What you will do: Please transcribe exactly, and only, the lines of the data below between the line holding "entry.invoke(instance, args).await.unwrap();" and the line holding "let err = entry.invoke(wrong, args).await.unwrap_err();", inclusive.

[Saved data entries]
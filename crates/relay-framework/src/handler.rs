//! Handler system for command entry points.
//!
//! A command entry point is a plain async function taking the handler object
//! (`Arc<Self>`), the [`CommandEvent`], and one parameter per declared option.
//! [`Handler`] is implemented for every such function with up to 16 option
//! parameters, in the same way Axum implements its handler trait, and
//! [`EntryPoint`] erases the concrete type so descriptors can store it.
//!
//! # Example
//!
//! ```rust,ignore
//! struct Echo;
//!
//! impl Echo {
//!     // No options, no response
//!     async fn ping(self: Arc<Self>, event: CommandEvent) {
//!         let _ = event.reply("pong").await;
//!     }
//!
//!     // Returning a String sends it as the reply
//!     async fn echo(self: Arc<Self>, _event: CommandEvent, text: Option<String>) -> String {
//!         text.unwrap_or_default()
//!     }
//!
//!     // Errors are reported as invocation failures
//!     async fn roll(self: Arc<Self>, _event: CommandEvent, sides: i64) -> Result<String, BoxError> {
//!         if sides < 1 {
//!             return Err("sides must be positive".into());
//!         }
//!         Ok(format!("rolled {}", sides))
//!     }
//! }
//! ```

use std::any::{Any, type_name};
use std::fmt;
use std::sync::Arc;

use async_trait::async_trait;
use futures::future::BoxFuture;

use crate::argument::{DeclaredType, FromArgument, InvocationArguments};
use crate::error::{BoxError, InvokeError, InvokeResult};
use crate::event::CommandEvent;

/// Type-erased handler object a command or group owns.
pub type Instance = Arc<dyn Any + Send + Sync>;

// ============================================================================
// HandleResponse - Handle handler return values
// ============================================================================

/// A trait for types that can be returned from an entry point.
#[async_trait]
pub trait HandleResponse: Send {
    /// Acts on the returned value.
    async fn into_response(self, event: &CommandEvent) -> InvokeResult<()>;
}

/// Implementation for `()` - no response needed.
#[async_trait]
impl HandleResponse for () {
    async fn into_response(self, _event: &CommandEvent) -> InvokeResult<()> {
        Ok(())
    }
}

/// Implementation for `String` - sent as a reply to the invoking event.
#[async_trait]
impl HandleResponse for String {
    async fn into_response(self, event: &CommandEvent) -> InvokeResult<()> {
        event.reply(&self).await?;
        Ok(())
    }
}

/// Implementation for `Option<T>` - `None` sends nothing.
#[async_trait]
impl<T: HandleResponse> HandleResponse for Option<T> {
    async fn into_response(self, event: &CommandEvent) -> InvokeResult<()> {
        match self {
            Some(t) => t.into_response(event).await,
            None => Ok(()),
        }
    }
}

/// Implementation for `Result<T, E>` - `Err` becomes [`InvokeError::Handler`].
#[async_trait]
impl<T, E> HandleResponse for Result<T, E>
where
    T: HandleResponse,
    E: Into<BoxError> + Send,
{
    async fn into_response(self, event: &CommandEvent) -> InvokeResult<()> {
        match self {
            Ok(t) => t.into_response(event).await,
            Err(e) => Err(InvokeError::Handler(e.into())),
        }
    }
}

// ============================================================================
// Handler Trait
// ============================================================================

/// An async function usable as a command entry point on receiver `R`.
///
/// Implemented automatically for functions of the shape
/// `FnOnce(Arc<R>, CommandEvent, T1, .., Tn) -> impl Future<Output: HandleResponse>`
/// where each `Ti` implements [`FromArgument`].
#[async_trait]
pub trait Handler<R, T>: Clone + Send + Sync + 'static {
    /// Declared types of the option parameters, in order.
    fn declared_types() -> Vec<DeclaredType>;

    /// Calls the handler.
    async fn call(self, receiver: Arc<R>, args: InvocationArguments) -> InvokeResult<()>;
}

macro_rules! impl_handler {
    (
        $($ty:ident),*
    ) => {
        #[allow(non_snake_case, unused_mut, unused_variables, unused_assignments)]
        #[async_trait]
        impl<F, Fut, Res, R, $($ty,)*> Handler<R, ($($ty,)*)> for F
        where
            F: FnOnce(Arc<R>, CommandEvent, $($ty,)*) -> Fut + Clone + Send + Sync + 'static,
            Fut: Future<Output = Res> + Send + 'static,
            Res: HandleResponse + 'static,
            R: Send + Sync + 'static,
            $( $ty: FromArgument + Send + 'static, )*
        {
            fn declared_types() -> Vec<DeclaredType> {
                vec![$($ty::declared_type(),)*]
            }

            async fn call(self, receiver: Arc<R>, args: InvocationArguments) -> InvokeResult<()> {
                let (event, values) = args.into_parts();
                let mut values = values.into_iter();
                let mut index = 0usize;

                $(
                    let $ty = $ty::from_argument(index, values.next().flatten())?;
                    index += 1;
                )*

                let res = (self)(receiver, event.clone(), $($ty,)*).await;
                res.into_response(&event).await
            }
        }
    };
}

// Generate implementations for 0-16 option parameters
impl_handler!();
impl_handler!(T1);
impl_handler!(T1, T2);
impl_handler!(T1, T2, T3);
impl_handler!(T1, T2, T3, T4);
impl_handler!(T1, T2, T3, T4, T5);
impl_handler!(T1, T2, T3, T4, T5, T6);
impl_handler!(T1, T2, T3, T4, T5, T6, T7);
impl_handler!(T1, T2, T3, T4, T5, T6, T7, T8);
impl_handler!(T1, T2, T3, T4, T5, T6, T7, T8, T9);
impl_handler!(T1, T2, T3, T4, T5, T6, T7, T8, T9, T10);
impl_handler!(T1, T2, T3, T4, T5, T6, T7, T8, T9, T10, T11);
impl_handler!(T1, T2, T3, T4, T5, T6, T7, T8, T9, T10, T11, T12);
impl_handler!(T1, T2, T3, T4, T5, T6, T7, T8, T9, T10, T11, T12, T13);
impl_handler!(T1, T2, T3, T4, T5, T6, T7, T8, T9, T10, T11, T12, T13, T14);
impl_handler!(
    T1, T2, T3, T4, T5, T6, T7, T8, T9, T10, T11, T12, T13, T14, T15
);
impl_handler!(
    T1, T2, T3, T4, T5, T6, T7, T8, T9, T10, T11, T12, T13, T14, T15, T16
);

// ============================================================================
// EntryPoint - Type-erased handler stored in descriptors
// ============================================================================

type InvokeFuture = BoxFuture<'static, InvokeResult<()>>;
type ErasedCall = Arc<dyn Fn(Instance, InvocationArguments) -> InvokeFuture + Send + Sync>;

/// A type-erased entry point.
///
/// The receiver is supplied at call time as an [`Instance`] and downcast to
/// the type the handler was written for.
#[derive(Clone)]
pub struct EntryPoint {
    name: String,
    receiver: &'static str,
    declared: Vec<DeclaredType>,
    call: ErasedCall,
}

impl EntryPoint {
    /// Erases a handler function.
    pub fn new<R, T, H>(name: impl Into<String>, handler: H) -> Self
    where
        H: Handler<R, T>,
        R: Send + Sync + 'static,
        T: 'static,
    {
        let call: ErasedCall = Arc::new(
            move |instance: Instance, args: InvocationArguments| -> InvokeFuture {
                let handler = handler.clone();
                Box::pin(async move {
                    let receiver =
                        instance
                            .downcast::<R>()
                            .map_err(|_| InvokeError::ReceiverMismatch {
                                expected: type_name::<R>(),
                            })?;
                    handler.call(receiver, args).await
                })
            },
        );

        Self {
            name: name.into(),
            receiver: type_name::<R>(),
            declared: H::declared_types(),
            call,
        }
    }

    /// Returns the method name.
    pub fn name(&self) -> &str {
        &self.name
    }

    /// Returns the receiver type name.
    pub fn receiver(&self) -> &'static str {
        self.receiver
    }

    /// Returns the declared types of the option parameters.
    pub fn declared_types(&self) -> &[DeclaredType] {
        &self.declared
    }

    /// Invokes the handler on `instance`.
    pub async fn invoke(&self, instance: Instance, args: InvocationArguments) -> InvokeResult<()> {
        (self.call)(instance, args).await
    }
}

impl fmt::Debug for EntryPoint {
    fn fmt(&self, f: &mut fmt::Formatter<'_>) -> fmt::Result {
        f.debug_struct("EntryPoint")
            .field("name", &self.name)
            .field("receiver", &self.receiver)
            .field("declared", &self.declared)
            .finish_non_exhaustive()
    }
}

#[cfg(test)]
mod tests {
    use super::*;
    use crate::argument::Argument;
    use crate::test_support::prefix_event;
    use std::sync::atomic::{AtomicUsize, Ordering};

    #[derive(Default)]
    struct Counter {
        calls: AtomicUsize,
    }

    impl Counter {
        async fn bump(self: Arc<Self>, _event: CommandEvent) {
            self.calls.fetch_add(1, Ordering::SeqCst);
        }

        async fn add(self: Arc<Self>, _event: CommandEvent, by: i64, note: Option<String>) {
            let step = if note.is_some() { by * 10 } else { by };
            self.calls.fetch_add(step as usize, Ordering::SeqCst);
        }

        async fn fail(self: Arc<Self>, _event: CommandEvent) -> Result<(), BoxError> {
            Err("boom".into())
        }
    }

    #[test]
    fn test_declared_types_from_signature() {
        let entry = EntryPoint::new("add", Counter::add);
        assert_eq!(
            entry.declared_types(),
            &[DeclaredType::Integer, DeclaredType::String]
        );
        assert!(entry.receiver().ends_with("Counter"));
    }

    #[tokio::test]
    async fn test_invoke_binds_positionally() {
        let counter = Arc::new(Counter::default());
        let instance: Instance = counter.clone();

        let entry = EntryPoint::new("add", Counter::add);
        let args = InvocationArguments::new(prefix_event(), vec![Some(Argument::Integer(2)), None]);
        entry.invoke(Arc::clone(&instance), args).await.unwrap();
        assert_eq!(counter.calls.load(Ordering::SeqCst), 2);

        let args = InvocationArguments::new(
            prefix_event(),
            vec![Some(Argument::Integer(1)), Some(Argument::String("x".into()))],
        );
        entry.invoke(instance, args).await.unwrap();
        assert_eq!(counter.calls.load(Ordering::SeqCst), 12);
    }

    #[tokio::test]
    async fn test_missing_required_argument() {
        let counter = Arc::new(Counter::default());
        let entry = EntryPoint::new("add", Counter::add);
        let args = InvocationArguments::new(prefix_event(), vec![]);

        let err = entry.invoke(counter.clone(), args).await.unwrap_err();
        assert!(matches!(err, InvokeError::Argument(_)));
        assert_eq!(counter.calls.load(Ordering::SeqCst), 0);
    }

    #[tokio::test]
    async fn test_receiver_mismatch() {
        let entry = EntryPoint::new("bump", Counter::bump);
        let wrong: Instance = Arc::new(String::from("not a counter"));
        let args = InvocationArguments::new(prefix_event(), vec![]);

        let err = entry.invoke(wrong, args).await.unwrap_err();
        assert!(matches!(err, InvokeError::ReceiverMismatch { .. }));
    }

    #[tokio::test]
    async fn test_handler_error_is_wrapped() {
        let entry = EntryPoint::new("fail", Counter::fail);
        let args = InvocationArguments::new(prefix_event(), vec![]);

        let err = entry
            .invoke(Arc::new(Counter::default()), args)
            .await
            .unwrap_err();
        assert!(matches!(err, InvokeError::Handler(_)));
        assert_eq!(err.to_string(), "handler failed: boom");
    }
}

Your solution:
        entry.invoke(instance, args).await.unwrap();
        assert_eq!(counter.calls.load(Ordering::SeqCst), 12);
    }

    #[tokio::test]
    async fn test_missing_required_argument() {
        let counter = Arc::new(Counter::default());
        let entry = EntryPoint::new("add", Counter::add);
        let args = InvocationArguments::new(prefix_event(), vec![]);

        let err = entry.invoke(counter.clone(), args).await.unwrap_err();
        assert!(matches!(err, InvokeError::Argument(_)));
        assert_eq!(counter.calls.load(Ordering::SeqCst), 0);
    }

    #[tokio::test]
    async fn test_receiver_mismatch() {
        let entry = EntryPoint::new("bump", Counter::bump);
        let wrong: Instance = Arc::new(String::from("not a counter"));
        let args = InvocationArguments::new(prefix_event(), vec![]);

        let err = entry.invoke(wrong, args).await.unwrap_err();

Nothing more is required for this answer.